Exercise goal: Filter the entries for the word "impl". Copy each line that has it.

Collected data
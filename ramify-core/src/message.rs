use std::sync::Arc;

use serde::{Deserialize, Serialize};

/// A value that can be stored in a [`MessageRepository`](crate::MessageRepository).
///
/// The repository only ever looks at the id. It must be unique across the
/// whole repository and stable for the lifetime of the message: updating a
/// message means inserting a new value with the same id.
///
/// Usually derived:
///
/// ```
/// use ramify_core::Message;
///
/// #[derive(Clone, Message)]
/// struct Turn {
///     id: String,
///     text: String,
/// }
///
/// let turn = Turn { id: "m1".into(), text: "hi".into() };
/// assert_eq!(turn.id(), "m1");
/// ```
pub trait Message {
    fn id(&self) -> &str;
}

impl<T: Message + ?Sized> Message for Box<T> {
    fn id(&self) -> &str {
        (**self).id()
    }
}

impl<T: Message + ?Sized> Message for Arc<T> {
    fn id(&self) -> &str {
        (**self).id()
    }
}

/// Lifecycle state handed to message factories.
///
/// Optimistic placeholders are always built with [`MessageStatus::Running`];
/// the other states exist so factories and callers share one vocabulary when
/// the placeholder is later confirmed.
#[derive(Debug, Clone, Copy, Default, PartialEq, Eq, Hash, Serialize, Deserialize)]
#[serde(rename_all = "kebab-case")]
pub enum MessageStatus {
    #[default]
    Running,
    RequiresAction,
    Complete,
    Incomplete,
}

impl MessageStatus {
    /// Returns true once no further content is expected.
    pub fn is_settled(&self) -> bool {
        matches!(self, MessageStatus::Complete | MessageStatus::Incomplete)
    }
}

Exercise result:
impl<T: Message + ?Sized> Message for Box<T> {
impl<T: Message + ?Sized> Message for Arc<T> {
impl MessageStatus {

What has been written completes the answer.